Serra fala do risco do real forte, diz que debate econômico está "reprimido ideologicamente", mas não esclarece suas ideias
Presidentes de três dos maiores bancos privados no Brasil acreditam que o real valorizado é, sim, um problema. "Os economistas dizem, inclusive aqui no banco, que o mercado acerta o nível do câmbio. Não aceito essa posição", diz um deles. "Essa preocupação é muito válida", diz outro. O real forte tenderia a ser um empecilho para a criação de empregos suficientes, dados os prejuízos para a indústria. Nenhum critica o IOF sobre aplicações de não residentes em ações e títulos, tido como "um remendo", porém.
Acham que mais medidas do gênero elevariam o custo do capital e podem não servir nem de paliativo. Os economistas desses bancos, no centro do debate econômico mais cotidiano, não pensam assim, é claro.
Para os mais extremados, nada se deve fazer a respeito do câmbio. Os mais moderados acreditam que, a tomar alguma providência, nenhuma deve afetar o sistema de metas de inflação, isto é, não se deve utilizar a taxa básica de juros a fim de influenciar o câmbio. Quando instados pelos banqueiros a oferecer opções para o câmbio, no geral sugerem reduzir gastos públicos de modo a haver sobras para aumentar a compra de reservas (e cortar juros).
A sugestão não difere muito de ideias de economistas tucanos "paulistas" e mais experientes (que não tiveram voz sob FHC). Dito às claras o que afirmam de forma mais cheia de dedos, a política econômica não teria a princípio apelo popular.
Desvalorizar o real de modo a não causar inflação implica reduzir o consumo privado e o do governo por algum tempo. Ou seja, cortar gastos do governo: manutenção da máquina, salários e benefícios sociais, que não poderiam ter aumento; contenção dos reajustes do salário mínimo etc.
Há medidas auxiliares, que não cabem aqui: mudar a rolagem da dívida pública, concluir a desindexação da economia etc. Mas essa vertente tucana paulista também rejeita a "excessiva" autonomia do Banco Central. Não explicitam o que querem nem defendem intervenção direta, mas, parece, seria adequado que houvesse uma direção do BC "compreensiva" em relação a esforços fiscais do governo e que derrubasse os juros com mais rapidez.

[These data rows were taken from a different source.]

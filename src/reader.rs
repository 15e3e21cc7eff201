//! Bounded batches of rows from a register CSV file.

use crate::error::Result;
use crate::mapping::Row;
use csv::{ReaderBuilder, StringRecordsIntoIter};
use std::fs::File;
use std::io::Read;
use std::iter::Peekable;
use std::path::Path;

/// Reads a comma separated file with a header line, a batch of rows at a time,
/// so that memory use does not depend on the file size.
pub struct BatchReader<R: Read> {
    records: Peekable<StringRecordsIntoIter<R>>,
}

impl BatchReader<File> {
    pub fn open(path: &Path) -> Result<Self> {
        Ok(Self::from_reader(File::open(path)?))
    }
}

impl<R: Read> BatchReader<R> {
    pub fn from_reader(reader: R) -> Self {
        let records = ReaderBuilder::new()
            .has_headers(true)
            .delimiter(b',')
            .quote(b'"')
            .double_quote(true)
            .flexible(true)
            .from_reader(reader)
            .into_records()
            .peekable();
        Self { records }
    }

    pub fn has_more(&mut self) -> bool {
        self.records.peek().is_some()
    }

    /// Up to `size` rows; empty once the input is exhausted.
    /// A bad record ends the batch early and is returned by the next call,
    /// so the rows before it are never lost.
    pub fn read_batch(&mut self, size: usize) -> Result<Vec<Row>> {
        let mut batch = Vec::with_capacity(size.min(1024));
        while batch.len() < size {
            match self.records.peek() {
                None => break,
                Some(Err(_)) if !batch.is_empty() => break,
                Some(_) => {}
            }
            if let Some(record) = self.records.next() {
                batch.push(Row::new(record?));
            }
        }
        Ok(batch)
    }
}

impl<R: Read> Iterator for BatchReader<R> {
    type Item = Result<Row>;

    fn next(&mut self) -> Option<Self::Item> {
        self.records
            .next()
            .map(|record| record.map(Row::new).map_err(Into::into))
    }
}

#[cfg(test)]
mod tests {
    use super::*;
    use crate::error::CbeError;

    const ENTERPRISES: &str = "\"EnterpriseNumber\",\"Status\",\"JuridicalSituation\",\"TypeOfEnterprise\",\"JuridicalForm\",\"StartDate\"\n\
        \"0200.065.765\",\"AC\",\"000\",\"2\",\"417\",\"09-08-1960\"\n\
        \"0200.068.636\",\"AC\",\"000\",\"2\",\"417\",\"22-08-1960\"\n\
        \"0200.171.970\",\"AC\",\"000\",\"2\",\"\",\"01-01-1961\"\n";

    #[test]
    fn test_batches_skip_header() {
        let mut reader = BatchReader::from_reader(ENTERPRISES.as_bytes());

        assert!(reader.has_more());
        let first = reader.read_batch(2).unwrap();
        assert_eq!(first.len(), 2);
        assert_eq!(first[0].field(0), "0200.065.765");

        let second = reader.read_batch(2).unwrap();
        assert_eq!(second.len(), 1);
        assert_eq!(second[0].field(4), "");

        assert!(!reader.has_more());
        assert!(reader.read_batch(2).unwrap().is_empty());
    }

    #[test]
    fn test_quoted_fields() {
        let data = "a,b,c,d\n0200.065.765,2,001,\"Intercommunale \"\"De Watergroep\"\", Brussel\"\n";
        let rows: Vec<Row> = BatchReader::from_reader(data.as_bytes())
            .collect::<Result<_>>()
            .unwrap();

        assert_eq!(rows[0].field(3), "Intercommunale \"De Watergroep\", Brussel");
    }

    #[test]
    fn test_short_rows_are_accepted() {
        let data = "a,b,c\n0200.065.765,2\n0200.068.636,1,001\n";
        let rows: Vec<Row> = BatchReader::from_reader(data.as_bytes())
            .collect::<Result<_>>()
            .unwrap();

        assert_eq!(rows.len(), 2);
        assert_eq!(rows[0].field(2), "");
        assert_eq!(rows[1].field(2), "001");
    }

    #[test]
    fn test_bad_record_ends_batch() {
        let data = b"a,b\n0200.065.765,ok\n0200.068.636,\xFF\xFE\n0200.171.970,ok\n";
        let mut reader = BatchReader::from_reader(&data[..]);

        let batch = reader.read_batch(10).unwrap();
        assert_eq!(batch.len(), 1);
        assert_eq!(batch[0].field(0), "0200.065.765");

        assert!(reader.has_more());
        assert!(matches!(reader.read_batch(10), Err(CbeError::Csv(_))));
    }

    #[test]
    fn test_header_only_file() {
        let mut reader = BatchReader::from_reader("a,b,c\n".as_bytes());
        assert!(!reader.has_more());
    }
}
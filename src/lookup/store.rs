use super::{EntityKey, EntitySource};
use crate::error::Result;
use crate::ids::{EntityPath, IdBuilder};
use async_trait::async_trait;
use oxrdf::{NamedNode, Subject, Term, Triple};
use oxrdfio::{RdfFormat, RdfParser};
use std::collections::HashMap;
use std::fs::File;
use std::io::{BufReader, Read};
use std::path::Path;
use std::sync::Arc;
use tracing::info;

/// Statements of a converted register file, indexed by subject
#[derive(Debug, Default)]
pub struct TripleStore {
    by_subject: HashMap<NamedNode, Vec<Triple>>,
    len: usize,
}

impl TripleStore {
    pub fn load(path: &Path) -> Result<Self> {
        let store = Self::from_reader(BufReader::new(File::open(path)?))?;
        info!("Loaded {} statements from {}", store.len(), path.display());
        Ok(store)
    }

    /// Reads N-Triples
    pub fn from_reader(reader: impl Read) -> Result<Self> {
        let mut store = Self::default();
        for quad in RdfParser::from_format(RdfFormat::NTriples).for_reader(reader) {
            let quad = quad?;
            store.insert(Triple::new(quad.subject, quad.predicate, quad.object));
        }
        Ok(store)
    }

    pub fn insert(&mut self, triple: Triple) {
        if let Subject::NamedNode(subject) = &triple.subject {
            self.by_subject
                .entry(subject.clone())
                .or_default()
                .push(triple);
            self.len += 1;
        }
    }

    pub fn len(&self) -> usize {
        self.len
    }

    pub fn is_empty(&self) -> bool {
        self.len == 0
    }

    pub fn about(&self, subject: &NamedNode) -> &[Triple] {
        self.by_subject
            .get(subject)
            .map(|triples| triples.as_slice())
            .unwrap_or_default()
    }

    /// Statements about `subject`, followed by those about the linked
    /// resources whose identifier starts with one of `detail_prefixes`.
    pub fn describe(&self, subject: &NamedNode, detail_prefixes: &[String]) -> Vec<Triple> {
        let own = self.about(subject);
        let mut description = own.to_vec();
        let mut seen = vec![subject];

        for triple in own {
            let Term::NamedNode(object) = &triple.object else {
                continue;
            };
            let detail = detail_prefixes
                .iter()
                .any(|prefix| object.as_str().starts_with(prefix.as_str()));
            if detail && !seen.contains(&object) {
                seen.push(object);
                description.extend_from_slice(self.about(object));
            }
        }
        description
    }
}

/// Looks entities up in a previously converted file
pub struct StoreSource {
    store: Arc<TripleStore>,
    ids: IdBuilder,
    detail_prefixes: Vec<String>,
}

impl StoreSource {
    pub fn new(store: Arc<TripleStore>, ids: IdBuilder) -> Self {
        let detail_prefixes = vec![
            ids.prefix(EntityPath::Registration),
            ids.prefix(EntityPath::Address),
        ];
        Self {
            store,
            ids,
            detail_prefixes,
        }
    }
}

#[async_trait]
impl EntitySource for StoreSource {
    fn name(&self) -> &str {
        "store"
    }

    async fn describe(&self, key: &EntityKey) -> Result<Option<Vec<Triple>>> {
        let subject = self
            .ids
            .entity_at(key.kind().path(), &key.register_number());
        let triples = self.store.describe(&subject, &self.detail_prefixes);
        Ok(if triples.is_empty() { None } else { Some(triples) })
    }
}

Essa pincelada sumaríssima do problema vem a propósito de declarações recentes de José Serra sobre câmbio. Serra diz que não quer falar desses e de outros assuntos delicados. Se o fizesse, acredita, explicitaria um programa e uma candidatura a presidente que não assumiu. Mas Serra voltou a falar, de modo sumário, sobre câmbio, desenvolvimento etc. em entrevista no livro comemorativo dos 40 anos do Cebrap ("Retrato de Grupo", Cosac Naify).
Diz lá que o Brasil tem "um problema de curto prazo muito sério", "uma armadilha": juros altíssimos, moeda forte demais, gastos públicos demais. Tais problemas, o câmbio em particular, podem fazer o país "caminhar", a longo prazo, para uma economia primário-exportadora (vendedora de recursos naturais, desindustrializada), incapaz de criar empregos bastantes. O que fazer?
Serra diz no livro que é preciso "um bom debate", que "não existe" no Brasil debate "interditado" e "até reprimido ideologicamente". Mas a oposição, da qual Serra é um líder, é que interdita avenidas maiores do debate. Quando não o avacalha.